There is a timelessness about [Century of Struggle] that transcends the historical forces that shaped its construction as a work of history… [I]t endures not just as a penetrating and learned study but as a work that contributed to the continued effort to enlarge the scope and deepen the foundation of history. [Century of Struggle] offers readers not only a detailed and compelling account of the women's rights crusade but also an overview of women's historical experience from the Colonial period onward.

The book covers the woman's rights movement from Anne Hutchinson in the 17th century through the ratification of the Nineteenth Amendment, which ensured women's right to vote. For the book, Flexner interviewed Clara Lemlich Shavelson and the granddaughter of Leonora Barry, and did significant original research in the Library of Congress and the Sophia Smith Collection of Women's History at Smith College.

===Mary Wollstonecraft: A Biography===
Mary Wollstonecraft Godwin (1759–1797) was an English feminist, writer, and philosopher. There are at least three sources of her continuing renown in Britain and America: She is the author of A Vindication of the Rights of Woman (1792). She opposed the eminent Edmund Burke's views concerning the French Revolution in her A Vindication of the Rights of Men (1790) and was present in Paris in 1793 when England and France declared war. Finally, she is the mother of Mary Wollstonecraft Godwin Shelley, who wrote Frankenstein, or the Modern Prometheus (1818).

In this classic biography, which has not been reprinted, Flexner recounts the glories and miseries of Wollstonecraft's childhood and professional life. She describes Wollstonecraft's crushing self-doubt and unstable temperament, as well as her capacity for hard work even in times of significant adversity.

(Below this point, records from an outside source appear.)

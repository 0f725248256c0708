// crates/vidpress-core/src/progress.rs
//
// Progress reporting for one compress() call.
//
// Fractions reaching the caller are always in [0, 1] and never go backwards
// within a session. Track-level progress (video PTS / duration) is mapped
// into a sub-range of the overall scale and throttled so the sink only sees
// meaningful movement.

use serde::{Deserialize, Serialize};

/// One progress update delivered to the caller's sink.
#[derive(Clone, Debug, PartialEq)]
pub struct ProgressEvent {
    pub fraction: f64,
    pub message:  String,
}

impl ProgressEvent {
    pub fn new(fraction: f64, message: impl Into<String>) -> Self {
        Self { fraction: fraction.clamp(0.0, 1.0), message: message.into() }
    }
}

/// Linear sub-range of the overall progress scale.
#[derive(Clone, Copy, Debug, PartialEq, Serialize, Deserialize)]
pub struct ProgressRange {
    pub start: f64,
    pub end:   f64,
}

impl ProgressRange {
    pub const FULL: Self = Self { start: 0.0, end: 1.0 };

    pub fn new(start: f64, end: f64) -> Self {
        let start = start.clamp(0.0, 1.0);
        Self { start, end: end.clamp(start, 1.0) }
    }

    /// Map a local fraction in [0, 1] into this range.
    pub fn map(&self, local: f64) -> f64 {
        self.start + local.clamp(0.0, 1.0) * (self.end - self.start)
    }
}

/// Forwards events to a sink while enforcing the session ordering rule.
///
/// Any event whose fraction is below the last one delivered is raised to it,
/// so the sequence seen by the caller is non-decreasing.
pub struct ProgressReporter<F: FnMut(ProgressEvent)> {
    sink:  F,
    range: ProgressRange,
    last:  f64,
}

impl<F: FnMut(ProgressEvent)> ProgressReporter<F> {
    pub fn new(sink: F) -> Self {
        Self::with_range(sink, ProgressRange::FULL)
    }

    /// Every fraction passed to `report` is first mapped through `range`.
    /// Used when compress() is one stage of a larger job (e.g. 0–50% before upload).
    pub fn with_range(sink: F, range: ProgressRange) -> Self {
        Self { sink, range, last: 0.0 }
    }

    pub fn report(&mut self, fraction: f64, message: impl Into<String>) {
        let mapped = self.range.map(fraction).max(self.last);
        self.last = mapped;
        (self.sink)(ProgressEvent::new(mapped, message));
    }

    pub fn last(&self) -> f64 {
        self.last
    }
}

/// Decides when track-level progress is worth reporting.
///
/// Tracks the last *emitted* local fraction and only lets a new value through
/// once it has moved forward by at least `step`.
#[derive(Clone, Debug)]
pub struct ProgressThrottle {
    step: f64,
    last: f64,
}

impl ProgressThrottle {
    pub fn new(step: f64) -> Self {
        Self { step: step.max(0.0), last: 0.0 }
    }

    /// Returns `Some(local)` when `local` should be reported.
    pub fn offer(&mut self, local: f64) -> Option<f64> {
        let local = local.clamp(0.0, 1.0);
        if local - self.last >= self.step && local > self.last {
            self.last = local;
            Some(local)
        } else {
            None
        }
    }

    pub fn last(&self) -> f64 {
        self.last
    }
}

/// Human-readable status strings, kept in one place so the UI layer can map
/// them to localized text.
pub mod messages {
    pub const ANALYZING:          &str = "Analyzing video...";
    pub const PREPARING:          &str = "Preparing compression...";
    pub const COMPRESSING:        &str = "Compressing video...";
    pub const FINALIZING:         &str = "Finalizing...";
    pub const COMPLETE:           &str = "Compression complete!";
    pub const PREPARING_ORIGINAL: &str = "Preparing original quality...";
    pub const EXPORTING_ORIGINAL: &str = "Exporting original...";
    pub const PASSTHROUGH_DONE:   &str = "Complete!";

    pub fn compressing(local: f64) -> String {
        format!("Compressing: {}%", (local * 100.0) as u32)
    }

    pub fn exporting(local: f64) -> String {
        format!("Exporting: {}%", (local * 100.0) as u32)
    }
}
// crates/vidpress-core/src/helpers/geometry.rs
//
// Output frame geometry for the re-encode path.
//
// Containers store frames in their native (sensor) orientation and carry a
// separate display transform (the ffmpeg display matrix, a CoreGraphics-style
// affine transform on Apple sources). The encoder keeps pixels in native
// orientation and copies the transform onto the output stream, so the
// resolver works in *display* space to pick the size cap and then maps the
// result back with `TargetGeometry::native_for`.

use serde::{Deserialize, Serialize};

/// Pixel dimensions as stored in the container (before any transform).
#[derive(Clone, Copy, Debug, PartialEq, Eq, Serialize, Deserialize)]
pub struct FrameSize {
    pub width:  u32,
    pub height: u32,
}

impl FrameSize {
    pub const fn new(width: u32, height: u32) -> Self {
        Self { width, height }
    }

    pub fn is_degenerate(&self) -> bool {
        self.width == 0 || self.height == 0
    }
}

/// Affine display transform `[a b; c d] + (tx, ty)`.
///
/// Same layout as `CGAffineTransform` and as the first two columns of the
/// ffmpeg display matrix. Rotations and mirroring may negate axes, so callers
/// always take the absolute value of an applied size.
#[derive(Clone, Copy, Debug, PartialEq, Serialize, Deserialize)]
pub struct DisplayTransform {
    pub a:  f64,
    pub b:  f64,
    pub c:  f64,
    pub d:  f64,
    pub tx: f64,
    pub ty: f64,
}

impl Default for DisplayTransform {
    fn default() -> Self { Self::IDENTITY }
}

/// 16.16 fixed-point scale used by the a/b/c/d/tx/ty cells of the display matrix.
const FIXED_16_16: f64 = (1u32 << 16) as f64;
/// 2.30 fixed-point scale used by the u/v/w cells.
const FIXED_2_30:  f64 = (1u32 << 30) as f64;

impl DisplayTransform {
    pub const IDENTITY: Self = Self { a: 1.0, b: 0.0, c: 0.0, d: 1.0, tx: 0.0, ty: 0.0 };

    /// Clockwise rotation by a multiple of 90°. Other angles snap to the
    /// nearest quarter turn; containers only ever store those.
    pub fn rotation(degrees: i32) -> Self {
        let quarter = (((degrees as f64 / 90.0).round() as i32 % 4) + 4) % 4;
        let (a, b, c, d) = match quarter {
            0 => ( 1.0,  0.0,  0.0,  1.0),
            1 => ( 0.0,  1.0, -1.0,  0.0),
            2 => (-1.0,  0.0,  0.0, -1.0),
            _ => ( 0.0, -1.0,  1.0,  0.0),
        };
        Self { a, b, c, d, tx: 0.0, ty: 0.0 }
    }

    /// Decode the 3×3 row-major display matrix ffmpeg stores as nine native
    /// `i32`s (`[a b u; c d v; x y w]`).
    pub fn from_display_matrix(m: &[i32; 9]) -> Self {
        Self {
            a:  m[0] as f64 / FIXED_16_16,
            b:  m[1] as f64 / FIXED_16_16,
            c:  m[3] as f64 / FIXED_16_16,
            d:  m[4] as f64 / FIXED_16_16,
            tx: m[6] as f64 / FIXED_16_16,
            ty: m[7] as f64 / FIXED_16_16,
        }
    }

    /// Inverse of `from_display_matrix`, used to stamp the transform onto an
    /// output stream.
    pub fn to_display_matrix(&self) -> [i32; 9] {
        let fx = |v: f64| (v * FIXED_16_16).round() as i32;
        [
            fx(self.a),  fx(self.b),  0,
            fx(self.c),  fx(self.d),  0,
            fx(self.tx), fx(self.ty), FIXED_2_30 as i32,
        ]
    }

    pub fn is_identity(&self) -> bool {
        *self == Self::IDENTITY
    }

    /// Clockwise rotation in whole degrees, normalised to 0/90/180/270.
    /// A mirrored transform reports the rotation left once its horizontal
    /// flip is undone, so a plain mirror is 0°.
    pub fn rotation_degrees(&self) -> i32 {
        let (a, b) = if self.is_mirrored() { (-self.a, -self.b) } else { (self.a, self.b) };
        let deg = b.atan2(a).to_degrees().round() as i32;
        ((deg % 360 + 360) % 360 + 45) / 90 * 90 % 360
    }

    /// Negative determinant: the transform includes a flip.
    pub fn is_mirrored(&self) -> bool {
        self.a * self.d - self.b * self.c < 0.0
    }

    /// True when the transform turns the frame on its side (90°/270°).
    pub fn swaps_axes(&self) -> bool {
        self.a.abs() < self.b.abs()
    }

    /// Apply the linear part to a size. Results may be negative.
    pub fn apply(&self, size: FrameSize) -> (f64, f64) {
        let (w, h) = (size.width as f64, size.height as f64);
        (self.a * w + self.c * h, self.b * w + self.d * h)
    }
}

/// Final encoder frame size in display orientation. Always even, always ≥ 2.
#[derive(Clone, Copy, Debug, PartialEq, Eq, Serialize, Deserialize)]
pub struct TargetGeometry {
    pub width:  u32,
    pub height: u32,
}

impl TargetGeometry {
    pub fn longest_side(&self) -> u32 {
        self.width.max(self.height)
    }

    /// The frame size the encoder must be configured with when pixels stay in
    /// native orientation and `transform` is carried on the output stream.
    pub fn native_for(&self, transform: &DisplayTransform) -> FrameSize {
        if transform.swaps_axes() {
            FrameSize::new(self.height, self.width)
        } else {
            FrameSize::new(self.width, self.height)
        }
    }
}

/// Compute the target output size.
///
/// `max_dimension = None` means no cap (passthrough tier). Never upscales.
///
/// ```
/// use vidpress_core::helpers::geometry::{resolve, DisplayTransform, FrameSize};
/// let g = resolve(FrameSize::new(1920, 1080), &DisplayTransform::IDENTITY, Some(720));
/// assert_eq!((g.width, g.height), (720, 404));
/// ```
pub fn resolve(
    natural:       FrameSize,
    transform:     &DisplayTransform,
    max_dimension: Option<u32>,
) -> TargetGeometry {
    let (w, h) = transform.apply(natural);
    let (mut w, mut h) = (w.abs(), h.abs());

    if let Some(max_dim) = max_dimension {
        let max_dim = max_dim as f64;
        // Pin the long axis to the cap exactly; scaling it by `max / long`
        // can land a hair under an even number and lose two pixels.
        if w >= h && w > max_dim {
            h = h * max_dim / w;
            w = max_dim;
        } else if h > w && h > max_dim {
            w = w * max_dim / h;
            h = max_dim;
        }
    }

    TargetGeometry { width: floor_even(w), height: floor_even(h) }
}

/// `floor(v / 2) * 2`, clamped so a 1-px axis does not collapse to zero.
fn floor_even(v: f64) -> u32 {
    (((v / 2.0).floor() * 2.0) as u32).max(2)
}

#[cfg(test)]
mod tests {
    use super::*;

    fn id() -> DisplayTransform { DisplayTransform::IDENTITY }

    #[test]
    fn full_hd_to_low_tier() {
        let g = resolve(FrameSize::new(1920, 1080), &id(), Some(720));
        assert_eq!(g, TargetGeometry { width: 720, height: 404 });
    }

    #[test]
    fn four_by_three_to_medium_tier() {
        let g = resolve(FrameSize::new(4000, 3000), &id(), Some(1080));
        assert_eq!(g, TargetGeometry { width: 1080, height: 810 });
        let src_ratio = 4000.0 / 3000.0;
        let out_ratio = g.width as f64 / g.height as f64;
        assert!((src_ratio - out_ratio).abs() < 0.01);
    }

    #[test]
    fn portrait_rotation_swaps_axes() {
        let g = resolve(FrameSize::new(1920, 1080), &DisplayTransform::rotation(90), Some(720));
        assert_eq!(g, TargetGeometry { width: 404, height: 720 });
        assert_eq!(g.native_for(&DisplayTransform::rotation(90)), FrameSize::new(720, 404));
    }

    #[test]
    fn never_upscales() {
        for &(w, h) in &[(640, 360), (720, 720), (1000, 10), (2, 2), (1080, 1920)] {
            let g = resolve(FrameSize::new(w, h), &id(), Some(1920));
            assert_eq!(g.width,  (w / 2 * 2).max(2));
            assert_eq!(g.height, (h / 2 * 2).max(2));
        }
    }

    #[test]
    fn capped_longest_side_hits_max() {
        for max in [720_u32, 1080, 1920] {
            for &(w, h) in &[(3840, 2160), (2160, 3840), (4001, 3001), (5000, 5000), (9999, 123)] {
                let g = resolve(FrameSize::new(w, h), &id(), Some(max));
                assert!(g.longest_side() <= max);
                assert!(max - g.longest_side() <= 1, "{w}x{h} → {g:?} for max {max}");
            }
        }
    }

    #[test]
    fn always_even() {
        let transforms = [id(), DisplayTransform::rotation(90), DisplayTransform::rotation(180), DisplayTransform::rotation(270)];
        for t in &transforms {
            for w in (1..400).step_by(7) {
                for h in (1..400).step_by(11) {
                    for max in [None, Some(100), Some(333)] {
                        let g = resolve(FrameSize::new(w, h), t, max);
                        assert_eq!(g.width % 2, 0);
                        assert_eq!(g.height % 2, 0);
                        assert!(g.width >= 2 && g.height >= 2);
                    }
                }
            }
        }
    }

    #[test]
    fn extreme_aspect_keeps_short_side_positive() {
        let g = resolve(FrameSize::new(10_000, 3), &id(), Some(720));
        assert_eq!(g, TargetGeometry { width: 720, height: 2 });
    }

    #[test]
    fn unbounded_keeps_natural_size() {
        let g = resolve(FrameSize::new(7680, 4320), &id(), None);
        assert_eq!(g, TargetGeometry { width: 7680, height: 4320 });
    }

    #[test]
    fn mirrored_transform_uses_absolute_size() {
        let mirror = DisplayTransform { a: -1.0, d: 1.0, ..DisplayTransform::IDENTITY };
        let g = resolve(FrameSize::new(1280, 720), &mirror, None);
        assert_eq!(g, TargetGeometry { width: 1280, height: 720 });
    }

    #[test]
    fn plain_mirror_is_not_a_rotation() {
        let mirror = DisplayTransform { a: -1.0, d: 1.0, ..DisplayTransform::IDENTITY };
        assert!(mirror.is_mirrored());
        assert_eq!(mirror.rotation_degrees(), 0);
        // A vertical flip is a horizontal flip turned half way round.
        let vflip = DisplayTransform { a: 1.0, d: -1.0, ..DisplayTransform::IDENTITY };
        assert_eq!(vflip.rotation_degrees(), 180);
    }

    #[test]
    fn mirrored_quarter_turn_keeps_its_rotation() {
        // rotation(90) with the x axis flipped.
        let t = DisplayTransform { a: 0.0, b: -1.0, c: -1.0, d: 0.0, tx: 0.0, ty: 0.0 };
        assert!(t.is_mirrored());
        assert!(t.swaps_axes());
        assert_eq!(t.rotation_degrees(), 90);
        assert!(!DisplayTransform::rotation(270).is_mirrored());
    }

    #[test]
    fn display_matrix_roundtrip_for_quarter_turns() {
        for deg in [0, 90, 180, 270] {
            let t = DisplayTransform::rotation(deg);
            let back = DisplayTransform::from_display_matrix(&t.to_display_matrix());
            assert_eq!(back, t);
            assert_eq!(back.rotation_degrees(), deg);
        }
    }

    #[test]
    fn ffmpeg_portrait_matrix_is_recognised() {
        // What ffmpeg writes for a phone video recorded in portrait.
        let m = [0, 65536, 0, -65536, 0, 0, 0, 0, 1 << 30];
        let t = DisplayTransform::from_display_matrix(&m);
        assert!(t.swaps_axes());
        assert_eq!(t.rotation_degrees(), 90);
    }
}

Drawing on contemporary letters and diaries, Flexner adds new material to earlier lives of Wollstonecraft, especially concerning Wollstonecraft's literary friendships and her relations with her sisters and brothers.

==Notes==
Thomas Neville Bonner's Iconoclast and Ellen Fitzpatrick's foreword to the 1996 edition of Century of Struggle were the major sources of information about the Flexner family.

Information about Flexner's work history and the development of her ideas comes variously from Kate Weigand's Red Feminism, from the Schlesinger Library Archives, Harvard University, and from Ellen Fitspatrick's foreword to Century of Struggle.